Stored items:
◆ ◆ ◆

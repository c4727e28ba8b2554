// Copyright (c) AlphaVelocity.
// All rights reserved.
//
// This source code is licensed under the license found in the
// LICENSE file in the root directory of this source tree.

use anyhow::Result;
use rust_decimal::Decimal;

use crate::budget::{self, Month};
use crate::store::{self, BlobStore};
use crate::utils::{fmt_money, maybe_print_json, parse_decimal, pretty_table};

pub fn handle(store: &dyn BlobStore, m: &clap::ArgMatches) -> Result<()> {
    match m.subcommand() {
        Some(("set", sub)) => set(store, sub),
        Some(("list", sub)) => list(store, sub),
        Some(("report", sub)) => report(store, sub),
        _ => Ok(()),
    }
}

fn set(store: &dyn BlobStore, sub: &clap::ArgMatches) -> Result<()> {
    let category = sub.get_one::<String>("category").unwrap();
    let limit = parse_decimal(sub.get_one::<String>("limit").unwrap())?;
    let mut goals = store::load_goals(store)?;
    budget::set_goal(&mut goals, category, limit);
    store::save_goals(store, &goals)?;
    if limit > Decimal::ZERO {
        println!("Budget for {} set to {}", category, fmt_money(&limit));
    } else {
        println!("Budget for {} removed", category);
    }
    Ok(())
}

fn list(store: &dyn BlobStore, sub: &clap::ArgMatches) -> Result<()> {
    let json_flag = sub.get_flag("json");
    let jsonl_flag = sub.get_flag("jsonl");
    let goals = store::load_goals(store)?;
    if goals.is_empty() {
        println!("No budget goals set.");
        return Ok(());
    }
    if !maybe_print_json(json_flag, jsonl_flag, &goals)? {
        let rows = goals
            .iter()
            .map(|g| vec![g.category.clone(), fmt_money(&g.limit)])
            .collect();
        println!("{}", pretty_table(&["Category", "Monthly limit"], rows));
    }
    Ok(())
}

fn report(store: &dyn BlobStore, sub: &clap::ArgMatches) -> Result<()> {
    let json_flag = sub.get_flag("json");
    let jsonl_flag = sub.get_flag("jsonl");
    let transactions = store::load_transactions(store)?;
    let goals = store::load_goals(store)?;
    if goals.is_empty() {
        println!("No budget goals set.");
        return Ok(());
    }

    // The clock is read here at the edge; the evaluator itself is pure.
    let month = Month::of(chrono::Utc::now().date_naive());
    let statuses = budget::evaluate(&transactions, &goals, month);

    if !maybe_print_json(json_flag, jsonl_flag, &statuses)? {
        let rows = statuses
            .iter()
            .map(|s| {
                let status = if s.is_over_budget {
                    "over budget".to_string()
                } else {
                    s.level().as_str().to_string()
                };
                vec![
                    s.category.clone(),
                    fmt_money(&s.spent),
                    fmt_money(&s.limit),
                    format!("{:.0}%", s.percentage),
                    status,
                ]
            })
            .collect();
        println!(
            "{}",
            pretty_table(&["Category", "Spent", "Limit", "Used", "Status"], rows)
        );
    }
    Ok(())
}
// Copyright (c) AlphaVelocity.
// All rights reserved.
//
// This source code is licensed under the license found in the
// LICENSE file in the root directory of this source tree.

use anyhow::{Context, Result};

use crate::store::{self, BlobStore};

pub fn handle(store: &dyn BlobStore, m: &clap::ArgMatches) -> Result<()> {
    match m.subcommand() {
        Some(("transactions", sub)) => export_transactions(store, sub),
        _ => Ok(()),
    }
}

fn export_transactions(store: &dyn BlobStore, sub: &clap::ArgMatches) -> Result<()> {
    let fmt = sub.get_one::<String>("format").unwrap().to_lowercase();
    let out = sub.get_one::<String>("out").unwrap();

    let mut transactions = store::load_transactions(store)?;
    transactions.sort_by(|a, b| a.date.cmp(&b.date).then(a.id.cmp(&b.id)));

    match fmt.as_str() {
        "csv" => {
            let mut wtr = csv::Writer::from_path(out)
                .with_context(|| format!("Open '{}' for writing", out))?;
            wtr.write_record(["id", "date", "amount", "category", "description", "type"])?;
            for t in &transactions {
                wtr.write_record([
                    t.id.to_string(),
                    t.date.to_string(),
                    t.amount.to_string(),
                    t.category.clone(),
                    t.description.clone(),
                    t.r#type.as_str().to_string(),
                ])?;
            }
            wtr.flush()?;
        }
        "json" => {
            let blob = serde_json::to_string_pretty(&transactions)?;
            std::fs::write(out, blob).with_context(|| format!("Write '{}'", out))?;
        }
        other => anyhow::bail!("Unknown export format '{}'", other),
    }
    println!("Exported {} transactions to {}", transactions.len(), out);
    Ok(())
}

◆ ◆ ◆

### About this task
Repeat each entry above exactly as shown.

### Task answer
repository c4727e28ba8b2554
// Copyright (c) AlphaVelocity.
// All rights reserved.
//
// This source code is licensed under the license found in the
// LICENSE file in the root directory of this source tree.

use anyhow::Result;
use rust_decimal::Decimal;

use crate::budget::{self, Month};
use crate::store::{self, BlobStore};
use crate::utils::{fmt_money, maybe_print_json, parse_decimal, pretty_table};

pub fn handle(store: &dyn BlobStore, m: &clap::ArgMatches) -> Result<()> {
    match m.subcommand() {
        Some(("set", sub)) => set(store, sub),
        Some(("list", sub)) => list(store, sub),
        Some(("report", sub)) => report(store, sub),
        _ => Ok(()),
    }
}

fn set(store: &dyn BlobStore, sub: &clap::ArgMatches) -> Result<()> {
    let category = sub.get_one::<String>("category").unwrap();
    let limit = parse_decimal(sub.get_one::<String>("limit").unwrap())?;
    let mut goals = store::load_goals(store)?;
    budget::set_goal(&mut goals, category, limit);
    store::save_goals(store, &goals)?;
    if limit > Decimal::ZERO {
        println!("Budget for {} set to {}", category, fmt_money(&limit));
    } else {
        println!("Budget for {} removed", category);
    }
    Ok(())
}

fn list(store: &dyn BlobStore, sub: &clap::ArgMatches) -> Result<()> {
    let json_flag = sub.get_flag("json");
    let jsonl_flag = sub.get_flag("jsonl");
    let goals = store::load_goals(store)?;
    if goals.is_empty() {
        println!("No budget goals set.");
        return Ok(());
    }
    if !maybe_print_json(json_flag, jsonl_flag, &goals)? {
        let rows = goals
            .iter()
            .map(|g| vec![g.category.clone(), fmt_money(&g.limit)])
            .collect();
        println!("{}", pretty_table(&["Category", "Monthly limit"], rows));
    }
    Ok(())
}

fn report(store: &dyn BlobStore, sub: &clap::ArgMatches) -> Result<()> {
    let json_flag = sub.get_flag("json");
    let jsonl_flag = sub.get_flag("jsonl");
    let transactions = store::load_transactions(store)?;
    let goals = store::load_goals(store)?;
    if goals.is_empty() {
        println!("No budget goals set.");
        return Ok(());
    }

    // The clock is read here at the edge; the evaluator itself is pure.
    let month = Month::of(chrono::Utc::now().date_naive());
    let statuses = budget::evaluate(&transactions, &goals, month);

    if !maybe_print_json(json_flag, jsonl_flag, &statuses)? {
        let rows = statuses
            .iter()
            .map(|s| {
                let status = if s.is_over_budget {
                    "over budget".to_string()
                } else {
                    s.level().as_str().to_string()
                };
                vec![
                    s.category.clone(),
                    fmt_money(&s.spent),
                    fmt_money(&s.limit),
                    format!("{:.0}%", s.percentage),
                    status,
                ]
            })
            .collect();
        println!(
            "{}",
            pretty_table(&["Category", "Spent", "Limit", "Used", "Status"], rows)
        );
    }
    Ok(())
}
// Copyright (c) AlphaVelocity.
// All rights reserved.
//
// This source code is licensed under the license found in the
// LICENSE file in the root directory of this source tree.

use anyhow::{Context, Result};

use crate::store::{self, BlobStore};

pub fn handle(store: &dyn BlobStore, m: &clap::ArgMatches) -> Result<()> {
    match m.subcommand() {
        Some(("transactions", sub)) => export_transactions(store, sub),
        _ => Ok(()),
    }
}

fn export_transactions(store: &dyn BlobStore, sub: &clap::ArgMatches) -> Result<()> {
    let fmt = sub.get_one::<String>("format").unwrap().to_lowercase();
    let out = sub.get_one::<String>("out").unwrap();

    let mut transactions = store::load_transactions(store)?;
    transactions.sort_by(|a, b| a.date.cmp(&b.date).then(a.id.cmp(&b.id)));

    match fmt.as_str() {
        "csv" => {
            let mut wtr = csv::Writer::from_path(out)
                .with_context(|| format!("Open '{}' for writing", out))?;
            wtr.write_record(["id", "date", "amount", "category", "description", "type"])?;
            for t in &transactions {
                wtr.write_record([
                    t.id.to_string(),
                    t.date.to_string(),
                    t.amount.to_string(),
                    t.category.clone(),
                    t.description.clone(),
                    t.r#type.as_str().to_string(),
                ])?;
            }
            wtr.flush()?;
        }
        "json" => {
            let blob = serde_json::to_string_pretty(&transactions)?;
            std::fs::write(out, blob).with_context(|| format!("Write '{}'", out))?;
        }
        other => anyhow::bail!("Unknown export format '{}'", other),
    }
    println!("Exported {} transactions to {}", transactions.len(), out);
    Ok(())
}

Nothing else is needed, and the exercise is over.